# drawer bottom plywood or hardboard?



## JesseTutt (Aug 15, 2012)

I know that a drawer bottom is usualy 1/4" plywood. I was wondering why hardboard is not used?


----------



## tenontim (Feb 24, 2008)

You can use hardwood, just glue up the board so the grain runs from side to side. You'll have to make an elongated hole, to allow for seasonal movement of the wood. Usually the bottoms are made 3/8" - 1/2" thick and the edges are tapered to about 1/4".


----------



## Bertha (Jan 10, 2011)

eeehhhhhh, are you talking hardboard or hardwood? If it's hardwood, you've entered the realm of awesomeness. In my worthless opinion, there's nothing that screams quality more than a solid drawer bottom (and a dust panel). I'm a drawer bottom freak and I did a French bottom on a nightstand I built. It was a huge pain in the arse but every time I open the drawer, I think, "Oh yeeeaaaahhh". I'll just straight up tell you that I think hardboard is just horrible. Go hardwood…be a star


----------



## teejk (Jan 19, 2011)

I think hardboard is used frequently on cheaper pieces (IKEA stuff). Only major drawback I can see is you are toast if you scratch below the top paper coating and get into the sawdust layer.


----------



## Cosmicsniper (Oct 2, 2009)

Hardboard is actually great for this, but it's not something you'd do on the fancy stuff. For that you'd use veneered plywood, nice Baltic birch plywood, or even hardwood…which gets Bertha really excited!


----------



## fge (Sep 8, 2008)

1/4" plywood for us


----------



## Grandpa (Jan 28, 2011)

I have actually used melamine for bottoms in vanity drawers. I like it for that. I have oak faces and 1/2" Baltic birch sides. Now for fine furniture I use playwood because solid wood is not stable and it will push the drawers apart if you fit it very tight. Dust panels? You bet!! All fine furniture has dust panels between the drawers. Would think of not using dust panels. I use 1/4 inch plywood for that.


----------



## jumbojack (Mar 20, 2011)

I have used hardboard….eh meh, looks cheap but it functions well and you can glue it in. I use ply more often but true 1/4 is getting increasingly hard to find. Glued up hardwood and even softwood (pine)is like bertha says awesome! I got it to the 1/4" mark standing in up and running it across the TS…. worked great.


----------



## nwbusa (Feb 21, 2012)

1/2" Baltic birch for my drawer bottoms. Yep, I overbuild.


----------



## NiteWalker (May 7, 2011)

1/4" baltic birch plywood is my preference.
3/8" for medium duty drawers, 1/2" for heavy duty.


----------



## Grandpa (Jan 28, 2011)

nwbusa, I have a friend that is a professional contractor and at one time owned and operated a furniture factory. He was telling me about getting hurt trying to hang some upper cabinets by himself. He said he used backs in his cabinets…...3/4 inch plywood backs. I just shook my head and walked away. anything I would have said would have been ….well, not good.


----------



## bandit571 (Jan 20, 2011)

Used the hardboard once or twice. Seen too many old drawers with it. Any weight, and they will bow. Never, ever seen a flat hardboard drawer bottom. It may start flat, but will de-form quickly.

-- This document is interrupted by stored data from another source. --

//! Postgres backend: connection pool, migrations, and health check.
//!
//! [`Db`] implements every storage seam against one pool: tracks and jobs
//! ([`tracks`], [`jobs`]), the pgmq work queue ([`pgmq`]), and the
//! completion and dead-letter outboxes ([`outbox`]).

pub mod jobs;
pub mod outbox;
pub mod pgmq;
pub mod tracks;

use crate::error::{Error, Result};
use sqlx::PgPool;
use sqlx::postgres::PgPoolOptions;

/// Database handle. Cheap to clone; clones share the pool.
#[derive(Clone)]
pub struct Db {
    pool: PgPool,
}

impl Db {
    /// Connect to Postgres and create a connection pool.
    pub async fn connect(url: &str) -> Result<Self> {
        let pool = PgPoolOptions::new()
            .max_connections(10)
            .connect(url)
            .await?;
        Ok(Self { pool })
    }

    /// Run all pending migrations.
    pub async fn migrate(&self) -> Result<()> {
        sqlx::migrate!("./migrations")
            .run(&self.pool)
            .await
            .map_err(|e| Error::Other(format!("migration failed: {e}")))?;
        Ok(())
    }

    /// Simple health check: run a SELECT 1.
    pub async fn health_check(&self) -> Result<()> {
        sqlx::query("SELECT 1").execute(&self.pool).await?;
        Ok(())
    }

    pub(crate) fn pool(&self) -> &PgPool {
        &self.pool
    }
}
//! Work queue seam.
//!
//! Delivery is at-least-once: a message handed back with [`WorkQueue::retry`]
//! (or never acked) shows up again, possibly on another worker.
//! [`MemoryQueue`] is a bounded in-process channel; the pgmq-backed
//! implementation lives in [`crate::db::pgmq`].

pub mod memory;

use async_trait::async_trait;

use crate::error::{Error, Result};
use crate::model::WorkMessage;

pub use memory::MemoryQueue;

/// A message handed to a worker, plus what the queue needs to ack it.
#[derive(Debug, Clone)]
pub struct Delivery {
    pub message: WorkMessage,
    /// Queue-specific handle (pgmq msg_id, or a local sequence number).
    pub receipt: i64,
    /// 1 on first delivery, incremented on each redelivery.
    pub attempt: u32,
}

#[async_trait]
pub trait WorkQueue: Send + Sync {
    fn name(&self) -> &str;

    async fn publish(&self, message: &WorkMessage) -> Result<()>;

    /// Next delivery. `Ok(None)` means nothing is available right now (or
    /// the queue is closed); the caller decides whether to poll again.
    async fn consume(&self) -> Result<Option<Delivery>>;

    /// The delivery was handled; never deliver it again.
    async fn ack(&self, delivery: &Delivery) -> Result<()>;

    /// The delivery failed transiently; make it available again.
    async fn retry(&self, delivery: Delivery) -> Result<()>;
}

/// What `publish` does when a bounded queue is full.
#[derive(Debug, Clone, Copy, PartialEq, Eq, Default)]
pub enum BackpressurePolicy {
    /// Wait for room.
    #[default]
    Block,
    /// Fail with [`Error::Queue`].
    Reject,
}

impl std::str::FromStr for BackpressurePolicy {
    type Err = Error;

    fn from_str(s: &str) -> Result<Self> {
        match s.trim().to_ascii_lowercase().as_str() {
            "block" => Ok(BackpressurePolicy::Block),
            "reject" => Ok(BackpressurePolicy::Reject),
            other => Err(Error::Config(format!(
                "unknown backpressure policy {other:?} (expected block or reject)"
            ))),
        }
    }
}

Plywood? i used 1/4" Luann all the time. Little under 1/4" thick? So is my dado set. Yep, dado set is that worn down in width. I keep the better looking pieces of Luann for items that show, the run-of-the-mill and worse go in the drawer's bottoms. After a drawer is full of clothes, how can you tell what the bottom looks like.

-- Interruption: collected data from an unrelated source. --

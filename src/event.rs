//! Events published on the outbound notification channel.
//!
//! Shaped like an event-bus entry (source, detail type, detail) so the
//! consumer that builds playlists can subscribe by source and type.

use chrono::{DateTime, Utc};
use serde::{Deserialize, Serialize};

use crate::model::{Job, JobId, JobMeta};

/// Source attached to every event emitted by the pipeline.
pub const EVENT_SOURCE: &str = "trackq.orchestrator";

/// Detail type of the one event a job ever produces.
pub const JOB_COMPLETED: &str = "Job Completed";

/// A structured event emitted by the pipeline.
#[derive(Debug, Clone, PartialEq, Serialize, Deserialize)]
pub struct CompletionEvent {
    pub source: String,
    #[serde(rename = "detail-type")]
    pub detail_type: String,
    pub detail: JobCompletedDetail,
}

#[derive(Debug, Clone, PartialEq, Serialize, Deserialize)]
pub struct JobCompletedDetail {
    pub job_id: JobId,
    pub expected_count: i64,
    pub processed_count: i64,
    #[serde(flatten)]
    pub meta: JobMeta,
    pub created_at: DateTime<Utc>,
    pub completed_at: Option<DateTime<Utc>>,
}

impl CompletionEvent {
    pub fn for_job(job: &Job) -> Self {
        Self {
            source: EVENT_SOURCE.to_string(),
            detail_type: JOB_COMPLETED.to_string(),
            detail: JobCompletedDetail {
                job_id: job.job_id,
                expected_count: job.expected_count,
                processed_count: job.processed_count,
                meta: job.meta.clone(),
                created_at: job.created_at,
                completed_at: job.completed_at,
            },
        }
    }
}
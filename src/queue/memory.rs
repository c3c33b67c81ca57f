//! Bounded in-process work queue on a tokio mpsc channel.

use std::sync::atomic::{AtomicI64, Ordering};

use async_trait::async_trait;
use opentelemetry::KeyValue;
use tokio::sync::{Mutex, mpsc};
use tracing::{debug, warn};

use super::{BackpressurePolicy, Delivery, WorkQueue};
use crate::error::{Error, Result};
use crate::model::WorkMessage;
use crate::telemetry::metrics;

struct Envelope {
    message: WorkMessage,
    attempt: u32,
}

/// Shared-consumer queue: many workers pull from one receiver.
pub struct MemoryQueue {
    name: String,
    tx: mpsc::Sender<Envelope>,
    rx: Mutex<mpsc::Receiver<Envelope>>,
    policy: BackpressurePolicy,
    next_receipt: AtomicI64,
}

impl MemoryQueue {
    pub fn new(name: impl Into<String>, capacity: usize, policy: BackpressurePolicy) -> Self {
        let (tx, rx) = mpsc::channel(capacity);
        Self {
            name: name.into(),
            tx,
            rx: Mutex::new(rx),
            policy,
            next_receipt: AtomicI64::new(1),
        }
    }

    /// Messages waiting to be consumed.
    pub fn len(&self) -> usize {
        self.tx.max_capacity() - self.tx.capacity()
    }

    pub fn is_empty(&self) -> bool {
        self.len() == 0
    }

    fn record(&self, operation: &'static str) {
        metrics::queue_operations().add(
            1,
            &[
                KeyValue::new("queue", self.name.clone()),
                KeyValue::new("operation", operation),
            ],
        );
    }
}

#[async_trait]
impl WorkQueue for MemoryQueue {
    fn name(&self) -> &str {
        &self.name
    }

    async fn publish(&self, message: &WorkMessage) -> Result<()> {
        let envelope = Envelope {
            message: message.clone(),
            attempt: 1,
        };
        match self.policy {
            BackpressurePolicy::Block => self
                .tx
                .send(envelope)
                .await
                .map_err(|_| Error::Queue(format!("queue {} closed", self.name)))?,
            BackpressurePolicy::Reject => self.tx.try_send(envelope).map_err(|e| match e {
                mpsc::error::TrySendError::Full(_) => {
                    Error::Queue(format!("queue {} full", self.name))
                }
                mpsc::error::TrySendError::Closed(_) => {
                    Error::Queue(format!("queue {} closed", self.name))
                }
            })?,
        }
        self.record("send");
        Ok(())
    }

    async fn consume(&self) -> Result<Option<Delivery>> {
        let mut rx = self.rx.lock().await;
        let Some(envelope) = rx.recv().await else {
            return Ok(None);
        };
        self.record("read");
        Ok(Some(Delivery {
            message: envelope.message,
            receipt: self.next_receipt.fetch_add(1, Ordering::Relaxed),
            attempt: envelope.attempt,
        }))
    }

    async fn ack(&self, delivery: &Delivery) -> Result<()> {
        debug!(queue = %self.name, receipt = delivery.receipt, "acked");
        self.record("ack");
        Ok(())
    }

    async fn retry(&self, delivery: Delivery) -> Result<()> {
        let envelope = Envelope {
            message: delivery.message,
            attempt: delivery.attempt + 1,
        };
        self.record("retry");
        // Workers are the only consumers, so a worker blocking on a full
        // queue could stall every worker. Hand the send to a task instead.
        match self.tx.try_send(envelope) {
            Ok(()) => Ok(()),
            Err(mpsc::error::TrySendError::Full(envelope)) => {
                let tx = self.tx.clone();
                let name = self.name.clone();
                tokio::spawn(async move {
                    if tx.send(envelope).await.is_err() {
                        warn!(queue = %name, "queue closed before redelivery");
                    }
                });
                Ok(())
            }
            Err(mpsc::error::TrySendError::Closed(_)) => {
                Err(Error::Queue(format!("queue {} closed", self.name)))
            }
        }
    }
}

Let's see, I've SOLD over 130 chest-of-drawers, with an average of five drawers each. That's a lot of bottoms….


----------



## Rick Dennington (Aug 27, 2009)

No hardboard in my drawers…....


----------



## Loren (May 30, 2008)

Hardboard is great stuff but its too ugly for many
cabinet applications. You can get "markerboard" 
which I use for cabinet backs and it works nicely
for drawer bottoms too.


----------



## DamnYankee (May 21, 2011)

Hardboard will not hold up to weight over time, particularly if the larger the drawer. Hardboard will also peal/fall apart if it gets wet.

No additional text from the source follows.